Издательство Академии Наук СССР, Москва—Ленинград, 1949.
Перевод и комментарии В. О. Горенштейна.
197. Титу Помпонию Аттику
Афины, 27 июня 51 г.
1. Я прибыл в Афины за шесть дней до квинтильских календ и вот уже четвертый день ожидаю здесь Помптина1, но о его приезде не знаю ничего определенного. Верь мне, я весь с тобой и, хотя мне их для этого и не нужно, все же следы твоего пребывания еще живее напоминают мне и заставляют думать о тебе. Что еще нужно? Клянусь, я только о тебе и говорю.
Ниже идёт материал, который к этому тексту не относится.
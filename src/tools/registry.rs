//! Tool registry for managing available tools.

use std::collections::{HashMap, HashSet};
use std::sync::Arc;

use tokio::sync::RwLock;

use crate::llm::ToolDefinition;
use crate::tools::tool::Tool;

/// Names of built-in tools that cannot be shadowed by dynamic registrations.
const PROTECTED_TOOL_NAMES: &[&str] = &["run_python", "generate_image"];

/// Sandbox helper functions the model tends to call as if they were tools.
const SANDBOX_FUNCTION_HINTS: &[(&str, &str)] = &[
    ("test_code", "role_builder.test_code(...)"),
    ("build_role", "role_builder.build_role(...)"),
];

/// Message returned to the model in place of a missing tool's result.
pub fn unknown_tool_message(name: &str) -> String {
    match SANDBOX_FUNCTION_HINTS.iter().find(|(n, _)| *n == name) {
        Some((_, call)) => format!(
            "System Error: `{name}` is NOT a valid tool. You must use a `python:run` block to execute `{call}`."
        ),
        None => format!("Tool '{name}' not found. Please verify the tool name."),
    }
}

/// Registry of available tools.
pub struct ToolRegistry {
    tools: RwLock<HashMap<String, Arc<dyn Tool>>>,
    /// Tracks which names were registered as built-in (protected from shadowing).
    builtin_names: RwLock<HashSet<String>>,
}

impl ToolRegistry {
    /// Create a new empty registry.
    pub fn new() -> Self {
        Self {
            tools: RwLock::new(HashMap::new()),
            builtin_names: RwLock::new(HashSet::new()),
        }
    }

    /// Register a tool. Rejects dynamic tools that try to shadow a built-in name.
    pub async fn register(&self, tool: Arc<dyn Tool>) {
        let name = tool.name().to_string();
        if self.builtin_names.read().await.contains(&name) {
            tracing::warn!(
                tool = %name,
                "Rejected tool registration: would shadow a built-in tool"
            );
            return;
        }
        self.tools.write().await.insert(name.clone(), tool);
        tracing::debug!("Registered tool: {}", name);
    }

    /// Register a tool (sync version for startup, marks as built-in).
    pub fn register_sync(&self, tool: Arc<dyn Tool>) {
        let name = tool.name().to_string();
        if let Ok(mut tools) = self.tools.try_write() {
            tools.insert(name.clone(), tool);
            if PROTECTED_TOOL_NAMES.contains(&name.as_str())
                && let Ok(mut builtins) = self.builtin_names.try_write()
            {
                builtins.insert(name.clone());
            }
            tracing::debug!("Registered tool: {}", name);
        }
    }

    /// Unregister a tool.
    pub async fn unregister(&self, name: &str) -> Option<Arc<dyn Tool>> {
        self.tools.write().await.remove(name)
    }

    /// Get a tool by name.
    pub async fn get(&self, name: &str) -> Option<Arc<dyn Tool>> {
        self.tools.read().await.get(name).cloned()
    }

    /// Look up a tool, or produce the text the model should see instead.
    pub async fn resolve(&self, name: &str) -> Result<Arc<dyn Tool>, String> {
        self.get(name).await.ok_or_else(|| unknown_tool_message(name))
    }

    /// Check if a tool exists.
    pub async fn has(&self, name: &str) -> bool {
        self.tools.read().await.contains_key(name)
    }

    /// List all tool names, sorted.
    pub async fn list(&self) -> Vec<String> {
        let mut names: Vec<String> = self.tools.read().await.keys().cloned().collect();
        names.sort();
        names
    }

    /// Get the number of registered tools.
    pub fn count(&self) -> usize {
        self.tools.try_read().map(|t| t.len()).unwrap_or(0)
    }

    /// Get all tools.
    pub async fn all(&self) -> Vec<Arc<dyn Tool>> {
        self.tools.read().await.values().cloned().collect()
    }

    /// Declarations of model-exposed tools, sorted by name.
    pub async fn tool_definitions(&self) -> Vec<ToolDefinition> {
        let mut defs: Vec<ToolDefinition> = self
            .tools
            .read()
            .await
            .values()
            .filter(|tool| tool.exposed_to_model())
            .map(|tool| ToolDefinition {
                name: tool.name().to_string(),
                description: tool.description().to_string(),
                parameters: tool.parameters_schema(),
            })
            .collect();
        defs.sort_by(|a, b| a.name.cmp(&b.name));
        defs
    }
}

impl Default for ToolRegistry {
    fn default() -> Self {
        Self::new()
    }
}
2. Но ты, возможно, предпочитаешь узнать кое-что обо мне самом. Вот послушай. До сих пор — никаких ни общественных, ни частных расходов ни на меня, ни на кого бы то ни было из моих спутников2. Не принимается ничего из того, что разрешает Юлиев3 закон, ничего — от хозяина4. Каждый из моих спутников убежден в необходимости служить моей доброй славе. Пока все прекрасно. Это замечено и прославляется похвалами и большими разговорами среди греков. В остальном я действую по правилам, которые ты, я думаю, одобряешь. Но отложим похвалу до окончания речи5.
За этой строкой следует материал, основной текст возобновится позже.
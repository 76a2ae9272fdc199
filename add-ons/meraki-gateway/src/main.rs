//! Axum-based voice gateway: one WebSocket per conversation session.
//! All provider API keys stay in the backend; the frontend is a stateless
//! audio client and never sees them.

mod ws;

use std::sync::Arc;

use axum::{routing::get, Router};
use dashmap::DashMap;
use meraki_voice::SessionConfig;
use tracing_subscriber::{layer::SubscriberExt, util::SubscriberInitExt};

use ws::{healthz, ws_handler, AppState};

pub const GATEWAY_VERSION: &str = env!("CARGO_PKG_VERSION");

#[tokio::main]
async fn main() {
    // Load .env first so every provider key is visible before anything
    // reads configuration.
    if let Err(e) = dotenvy::dotenv() {
        eprintln!(
            "[meraki-gateway] .env not loaded: {} (using system environment)",
            e
        );
    }
    for key in [
        "ASSEMBLYAI_API_KEY",
        "GEMINI_API_KEY",
        "MURF_API_KEY",
    ] {
        if std::env::var(key).is_err() {
            eprintln!(
                "[meraki-gateway] Hint: {} is not set; sessions will fail to open until it is.",
                key
            );
        }
    }
    if std::env::var("NEWS_API_KEY").is_err() {
        eprintln!("[meraki-gateway] Hint: NEWS_API_KEY not set; headline lookups are disabled.");
    }

    tracing_subscriber::registry()
        .with(tracing_subscriber::EnvFilter::new(
            std::env::var("RUST_LOG").unwrap_or_else(|_| "info".into()),
        ))
        .with(tracing_subscriber::fmt::layer())
        .init();

    let state = AppState {
        config: SessionConfig::from_env(),
        sessions: Arc::new(DashMap::new()),
    };

    let app = Router::new()
        .route("/ws", get(ws_handler))
        .route("/healthz", get(healthz))
        .with_state(state);

    let bind = std::env::var("MERAKI_BIND").unwrap_or_else(|_| "127.0.0.1:8000".to_string());
    let listener = match tokio::net::TcpListener::bind(&bind).await {
        Ok(l) => l,
        Err(e) => {
            tracing::error!("Cannot bind {}: {}", bind, e);
            return;
        }
    };
    tracing::info!("meraki-gateway v{} listening on {}", GATEWAY_VERSION, bind);

    let server = axum::serve(listener, app);
    tokio::select! {
        result = server => {
            if let Err(e) = result {
                tracing::error!("Server error: {}", e);
            }
        }
        _ = tokio::signal::ctrl_c() => {
            tracing::info!("Shutdown signal received");
        }
    }
}
/// One conversation session. Owned by its event loop; created per client
/// connection and destroyed when the transport closes.
pub struct Session {
    id: Uuid,
    config: SessionConfig,
    state: SessionState,
    memory: SessionMemory,
    chunker: Box<dyn ChunkStrategy>,
    barge_in: BargeInDetector,

    generation: Arc<dyn GenerationBackend>,
    synthesis: Arc<dyn SynthesisBackend>,
    news: Option<NewsLookup>,

    stt: mpsc::Sender<SttCommand>,
    outbound: mpsc::Sender<ServerMessage>,
    /// Cloned into spawned generation tasks so their chunks land on the queue.
    events: mpsc::Sender<SessionEvent>,
    /// Session-root token; cancelled on teardown.
    cancel: CancellationToken,

    // Per-response bookkeeping. `active_response` is the id whose events are
    // currently accepted; anything else on the queue is stale and dropped.
    next_response_id: u64,
    active_response: Option<u64>,
    response_cancel: Option<CancellationToken>,
    response_text: String,
    submitted_units: u64,
    generation_done: bool,
    synthesis_failed: bool,
}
3. В остальном мое положение таково, что я часто браню себя за то, что не нашел какого-нибудь способа уклониться от этого назначения. О, как мало подходит это к моему характеру! О справедливые слова: «Пускай займется каждый…!»6. Ты скажешь: «Что же случилось? Ведь ты еще не приступал к исполнению своих обязанностей». Конечно, знаю это и думаю, что худшее впереди. Хотя внешне я и переношу это прекрасно — так я думаю и хочу, — но в глубине души у меня мученье: так много проявляется каждый день — и в словах и в молчании — злобы, высокомерия, глупости во всех ее видах, нелепости, своеволия. Не пишу тебе обо всем этом подробно не для того, чтобы скрыть, но потому, что это невыразимо. Поэтому, когда я возвращусь невредимым, ты будешь удивляться моему смирению7: такая возможность упражняться в этой добродетели дается мне.
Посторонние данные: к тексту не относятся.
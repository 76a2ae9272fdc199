//! Error types for the voice conversation pipeline

use thiserror::Error;

/// Result type alias for voice pipeline operations
pub type AgentResult<T> = Result<T, AgentError>;

/// Errors that can occur while a conversation session is running.
///
/// The first five variants mirror the failure taxonomy the orchestrator
/// reacts to: transport loss tears the session down, transcription and
/// generation failures reset the turn, synthesis failures degrade to
/// text-only delivery, and tool failures are swallowed.
#[derive(Error, Debug)]
pub enum AgentError {
    #[error("Client transport error: {0}")]
    Transport(String),

    #[error("Transcription error: {0}")]
    Transcription(String),

    #[error("Generation error: {0}")]
    Generation(String),

    #[error("Synthesis error: {0}")]
    Synthesis(String),

    #[error("Tool error: {0}")]
    Tool(String),

    #[error("Configuration error: {0}")]
    Config(String),

    #[error("Timed out waiting for {0}")]
    Timeout(String),

    #[error("Channel send error: {0}")]
    ChannelSend(String),

    #[error("IO error: {0}")]
    Io(#[from] std::io::Error),
}

impl AgentError {
    /// Stable kind string used in error notices sent over the transport.
    pub fn kind(&self) -> &'static str {
        match self {
            AgentError::Transport(_) => "transport",
            AgentError::Transcription(_) => "transcription",
            AgentError::Generation(_) => "generation",
            AgentError::Synthesis(_) => "synthesis",
            AgentError::Tool(_) => "tool",
            AgentError::Config(_) => "config",
            AgentError::Timeout(_) => "timeout",
            AgentError::ChannelSend(_) => "channel",
            AgentError::Io(_) => "io",
        }
    }

    /// Whether the session can keep running after this error.
    /// Only transport loss is fatal; everything else resets or degrades.
    pub fn is_fatal(&self) -> bool {
        matches!(self, AgentError::Transport(_))
    }
}

#[cfg(test)]
mod tests {
    use super::*;

    #[test]
    fn kinds_are_stable() {
        assert_eq!(AgentError::Transcription("x".into()).kind(), "transcription");
        assert_eq!(AgentError::Generation("x".into()).kind(), "generation");
        assert_eq!(AgentError::Synthesis("x".into()).kind(), "synthesis");
        assert_eq!(AgentError::Tool("x".into()).kind(), "tool");
    }

    #[test]
    fn only_transport_is_fatal() {
        assert!(AgentError::Transport("gone".into()).is_fatal());
        assert!(!AgentError::Synthesis("hiccup".into()).is_fatal());
    }
}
4. Итак, довольно об этом. Впрочем у меня и не о чем писать, ибо я даже не могу представить себе, что ты делаешь и где находишься. И притом, клянусь, никогда я не был так долго в неведении о своих делах: что предпринято насчет долга Цезарю8, насчет долга Милону?9 Ведь никто не является не только из дому, но даже из Рима, чтобы дать мне знать о событиях в государстве. Поэтому, если ты будешь знать что-либо такое, что, по-твоему, мне хочется знать, то мне будет очень приятно, если ты позаботишься передать мне об этом.
5. Что еще? Совсем ничего, кроме одного: Афины привели меня в большое восхищение — по крайней мере, город, и памятники города, а также всеобщая любовь к тебе и некоторое расположение ко мне; но в моей или, может быть, в твоей философии — все вверх дном. Если есть что-нибудь твердое, то это у Ариста, у которого я живу10. Твоего или, лучше, нашего Ксенона я уступил Квинту11; тем не менее, благодаря соседству, мы проводим вместе целые дни. Как только сможешь, напиши мне, пожалуйста, о своих намерениях, чтобы я знал, что ты делаешь, когда где будешь, а особенно, когда ты возвратишься в Рим.